Below are the records; copy exactly the stretch from the line containing "of user preferences." through the line containing "or read failure.", both ends included, and nothing else.

***** Listed records

//! User notifications delivered over the live channel.

use chrono::{DateTime, Utc};
use serde::{Deserialize, Serialize};

/// A notification shown to the user.
#[derive(Clone, Debug, PartialEq, Serialize, Deserialize)]
pub struct Notification {
    /// Unique notification identifier.
    pub id: String,
    /// Human-readable message.
    pub message: String,
    /// Whether the user has read the notification.
    #[serde(default)]
    pub read: bool,
    /// Delivery timestamp.
    pub created_at: DateTime<Utc>,
}

impl Notification {
    /// Create a new unread notification.
    pub fn new(id: impl Into<String>, message: impl Into<String>) -> Self {
        Self {
            id: id.into(),
            message: message.into(),
            read: false,
            created_at: Utc::now(),
        }
    }
}
//! Cross-tab propagation of the shared display theme.
//!
//! Tabs share one persistence area but no channel; a tab that changes
//! the theme publishes it through the store, and other tabs converge by
//! re-reading on one of three signals: a storage-change notification,
//! a window-focus event, or a periodic poll. The poll is a fallback for
//! hosts that deliver neither signal and can be disabled.

use crate::storage::{self, keys, KeyValueStore};

/// Which signal triggered a theme re-read.
#[derive(Clone, Copy, Debug, PartialEq, Eq)]
pub enum SignalSource {
    /// The host reported that another tab wrote to the store.
    StorageEvent,
    /// This tab regained focus.
    WindowFocus,
    /// The periodic poll fired.
    Poll,
}

/// One tab's view of the shared theme.
pub struct TabSync {
    store: Box<dyn KeyValueStore>,
    current: String,
    poll_enabled: bool,
}

impl TabSync {
    /// Create a tab view, adopting any theme already persisted.
    pub fn new(store: Box<dyn KeyValueStore>) -> Self {
        let current = storage::load_enveloped::<String>(store.as_ref(), keys::THEME)
            .unwrap_or_else(|| "light".to_string());
        Self {
            store,
            current,
            poll_enabled: true,
        }
    }

    /// The theme this tab currently shows.
    pub fn theme(&self) -> &str {
        &self.current
    }

    /// Enable or disable the periodic poll fallback.
    pub fn set_poll_enabled(&mut self, enabled: bool) {
        self.poll_enabled = enabled;
    }

    /// Adopt a new theme in this tab and publish it for the others.
    /// Returns `false` if persisting failed; the local change sticks.
    pub fn publish(&mut self, theme: impl Into<String>) -> bool {
        self.current = theme.into();
        storage::save_enveloped(self.store.as_mut(), keys::THEME, &self.current)
    }

    /// Another tab wrote to the store.
    pub fn on_storage_signal(&mut self) -> Option<String> {
        self.refresh(SignalSource::StorageEvent)
    }

    /// This tab regained focus.
    pub fn on_focus(&mut self) -> Option<String> {
        self.refresh(SignalSource::WindowFocus)
    }

    /// The periodic poll fired. A no-op while the poll is disabled.
    pub fn poll_tick(&mut self) -> Option<String> {
        if !self.poll_enabled {
            return None;
        }
        self.refresh(SignalSource::Poll)
    }

    /// Re-read the persisted theme and adopt it if it diverged.
    /// Returns the newly adopted theme, or `None` if nothing changed.
    pub fn refresh(&mut self, source: SignalSource) -> Option<String> {
        let persisted = storage::load_enveloped::<String>(self.store.as_ref(), keys::THEME)?;
        if persisted == self.current {
            return None;
        }
        tracing::debug!(?source, theme = %persisted, "adopting theme from another tab");
        self.current = persisted.clone();
        Some(persisted)
    }
}
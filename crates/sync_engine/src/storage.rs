//! Local persistence abstraction shared by the queue and caches.
//!
//! Storage is a plain string key/value interface so it can sit on top of
//! whatever the host platform offers (browser local storage, a file, an
//! embedded database). The contract is deliberately never-throwing: a
//! failed write returns `false`, a failed read returns `None`, and the
//! caller degrades to "no cache / no durability for this write" instead
//! of propagating an error across component boundaries.
//!
//! All persisted values are wrapped in a `{data, timestamp, version}`
//! envelope to support future schema evolution.

use serde::de::DeserializeOwned;
use serde::{Deserialize, Serialize};
use std::collections::HashMap;
use std::time::{SystemTime, UNIX_EPOCH};

/// Current envelope schema version.
pub const ENVELOPE_VERSION: u32 = 1;

/// Well-known storage keys.
pub mod keys {
    /// Snapshot of the canonical task collection.
    pub const TASKS: &str = "tasks";
    /// Snapshot of the notification collection.
    pub const NOTIFICATIONS: &str = "notifications";
    /// Snapshot of user preferences.
    pub const PREFERENCES: &str = "preferences";
    /// The durable action queue.
    pub const ACTION_QUEUE: &str = "action_queue";
    /// The generic TTL response cache.
    pub const RESPONSE_CACHE: &str = "response_cache";
    /// The shared display theme propagated across tabs.
    pub const THEME: &str = "theme";
}

/// String key/value storage with a never-throwing contract.
pub trait KeyValueStore {
    /// Read the value for a key, `None` on miss or read failure.
    fn get(&self, key: &str) -> Option<String>;

    /// Write a value. Returns `false` on persistence failure.
    fn set(&mut self, key: &str, value: &str) -> bool;

    /// Remove a key. Returns `false` if the key was absent or the
    /// removal failed.
    fn remove(&mut self, key: &str) -> bool;
}

/// Versioned wrapper around every persisted value.
#[derive(Clone, Debug, Serialize, Deserialize)]
pub struct Envelope<T> {
    /// The wrapped payload.
    pub data: T,
    /// Write timestamp (ms since epoch).
    pub timestamp: u64,
    /// Envelope schema version.
    pub version: u32,
}

impl<T> Envelope<T> {
    /// Wrap a payload under the current schema version.
    pub fn new(data: T) -> Self {
        Self {
            data,
            timestamp: current_timestamp_ms(),
            version: ENVELOPE_VERSION,
        }
    }
}

/// Serialize `data` into an envelope and write it under `key`.
///
/// Returns `false` if serialization or the store write failed; the
/// failure is logged and absorbed.
pub fn save_enveloped<T: Serialize>(store: &mut dyn KeyValueStore, key: &str, data: &T) -> bool {
    let envelope = Envelope {
        data,
        timestamp: current_timestamp_ms(),
        version: ENVELOPE_VERSION,
    };
    match serde_json::to_string(&envelope) {
        Ok(json) => {
            let ok = store.set(key, &json);
            if !ok {
                tracing::warn!(key, "storage write failed, value not persisted");
            }
            ok
        }
        Err(err) => {
            tracing::warn!(key, %err, "failed to serialize value for storage");
            false
        }
    }
}

/// Read the envelope under `key` and return its payload.
///
/// Any failure (missing key, read failure, malformed or incompatible
/// envelope) degrades to `None`.
pub fn load_enveloped<T: DeserializeOwned>(store: &dyn KeyValueStore, key: &str) -> Option<T> {
    let json = store.get(key)?;
    match serde_json::from_str::<Envelope<T>>(&json) {
        Ok(envelope) => Some(envelope.data),
        Err(err) => {
            tracing::warn!(key, %err, "discarding unreadable stored value");
            None
        }
    }
}

/// In-memory store used in tests and as a default backend.
#[derive(Clone, Debug, Default)]
pub struct MemoryStore {
    values: HashMap<String, String>,
}

impl MemoryStore {
    /// Create an empty store.
    pub fn new() -> Self {
        Self::default()
    }

    /// Number of stored keys.
    pub fn len(&self) -> usize {
        self.values.len()
    }

    /// Check if the store is empty.
    pub fn is_empty(&self) -> bool {
        self.values.is_empty()
    }
}

impl KeyValueStore for MemoryStore {
    fn get(&self, key: &str) -> Option<String> {
        self.values.get(key).cloned()
    }

    fn set(&mut self, key: &str, value: &str) -> bool {
        self.values.insert(key.to_string(), value.to_string());
        true
    }

    fn remove(&mut self, key: &str) -> bool {
        self.values.remove(key).is_some()
    }
}

/// Get the current timestamp in milliseconds since epoch.
pub(crate) fn current_timestamp_ms() -> u64 {
    SystemTime::now()
        .duration_since(UNIX_EPOCH)
        .map(|d| d.as_millis() as u64)
        .unwrap_or(0)
}

#[cfg(test)]
mod tests {
    use super::*;

    /// Store whose writes always fail, for exercising the degradation path.
    #[derive(Default)]
    pub(crate) struct FailingStore;

    impl KeyValueStore for FailingStore {
        fn get(&self, _key: &str) -> Option<String> {
            None
        }

        fn set(&mut self, _key: &str, _value: &str) -> bool {
            false
        }

        fn remove(&mut self, _key: &str) -> bool {
            false
        }
    }

    #[test]
    fn test_memory_store_round_trip() {
        let mut store = MemoryStore::new();
        assert!(store.is_empty());

        assert!(store.set("k", "v"));
        assert_eq!(store.get("k"), Some("v".to_string()));
        assert_eq!(store.len(), 1);

        assert!(store.remove("k"));
        assert_eq!(store.get("k"), None);
        assert!(!store.remove("k"));
    }

    #[test]
    fn test_enveloped_round_trip() {
        let mut store = MemoryStore::new();
        let data = vec!["a".to_string(), "b".to_string()];

        assert!(save_enveloped(&mut store, "list", &data));
        let restored: Vec<String> = load_enveloped(&store, "list").unwrap();
        assert_eq!(restored, data);
    }

    #[test]
    fn test_envelope_carries_version_and_timestamp() {
        let mut store = MemoryStore::new();
        assert!(save_enveloped(&mut store, "n", &42u32));

        let raw = store.get("n").unwrap();
        let envelope: Envelope<u32> = serde_json::from_str(&raw).unwrap();
        assert_eq!(envelope.version, ENVELOPE_VERSION);
        assert!(envelope.timestamp > 0);
        assert_eq!(envelope.data, 42);
    }

    #[test]
    fn test_load_enveloped_missing_key() {
        let store = MemoryStore::new();
        let value: Option<u32> = load_enveloped(&store, "missing");
        assert!(value.is_none());
    }

    #[test]
    fn test_load_enveloped_malformed_value_degrades_to_none() {
        let mut store = MemoryStore::new();
        store.set("bad", "not json");

        let value: Option<u32> = load_enveloped(&store, "bad");
        assert!(value.is_none());
    }

    #[test]
    fn test_save_enveloped_failing_store_returns_false() {
        let mut store = FailingStore;
        assert!(!save_enveloped(&mut store, "k", &1u32));
    }
}
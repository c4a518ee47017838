//! Attachment summary carried on each task.

use serde::{Deserialize, Serialize};

/// A file attached to a task.
#[derive(Clone, Debug, PartialEq, Eq, Serialize, Deserialize)]
pub struct Attachment {
    /// Unique attachment identifier.
    pub id: String,
    /// Original file name.
    pub name: String,
    /// File size in bytes.
    #[serde(default)]
    pub size: u64,
}

impl Attachment {
    /// Create a new attachment record.
    pub fn new(id: impl Into<String>, name: impl Into<String>, size: u64) -> Self {
        Self {
            id: id.into(),
            name: name.into(),
            size,
        }
    }
}

/// Attachment count plus the attachment list for a task.
///
/// The count is always recomputed from the list after a mutation rather
/// than maintained independently.
#[derive(Clone, Debug, Default, PartialEq, Eq, Serialize, Deserialize)]
pub struct AttachmentSummary {
    /// Number of attachments.
    pub count: usize,
    /// The attachments themselves.
    #[serde(default)]
    pub files: Vec<Attachment>,
}

impl AttachmentSummary {
    /// Append an attachment, ignoring duplicates by id.
    pub fn add(&mut self, attachment: Attachment) {
        if !self.files.iter().any(|f| f.id == attachment.id) {
            self.files.push(attachment);
        }
        self.count = self.files.len();
    }

    /// Remove an attachment by id. Returns true if one was removed.
    pub fn remove(&mut self, attachment_id: &str) -> bool {
        let before = self.files.len();
        self.files.retain(|f| f.id != attachment_id);
        self.count = self.files.len();
        before != self.files.len()
    }
}

#[cfg(test)]
mod tests {
    use super::*;

    #[test]
    fn test_add_recomputes_count() {
        let mut summary = AttachmentSummary::default();
        summary.add(Attachment::new("a1", "photo.png", 1024));
        summary.add(Attachment::new("a2", "doc.pdf", 2048));

        assert_eq!(summary.count, 2);
        assert_eq!(summary.files.len(), 2);
    }

    #[test]
    fn test_add_duplicate_is_noop() {
        let mut summary = AttachmentSummary::default();
        summary.add(Attachment::new("a1", "photo.png", 1024));
        summary.add(Attachment::new("a1", "photo.png", 1024));

        assert_eq!(summary.count, 1);
    }

    #[test]
    fn test_remove() {
        let mut summary = AttachmentSummary::default();
        summary.add(Attachment::new("a1", "photo.png", 1024));

        assert!(summary.remove("a1"));
        assert_eq!(summary.count, 0);

        // Removing a missing id is a no-op
        assert!(!summary.remove("a1"));
    }
}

**********

Completed task
    /// Snapshot of user preferences.
    pub const PREFERENCES: &str = "preferences";
    /// The durable action queue.
    pub const ACTION_QUEUE: &str = "action_queue";
    /// The generic TTL response cache.
    pub const RESPONSE_CACHE: &str = "response_cache";
    /// The shared display theme propagated across tabs.
    pub const THEME: &str = "theme";
}

/// String key/value storage with a never-throwing contract.
pub trait KeyValueStore {
    /// Read the value for a key, `None` on miss or read failure.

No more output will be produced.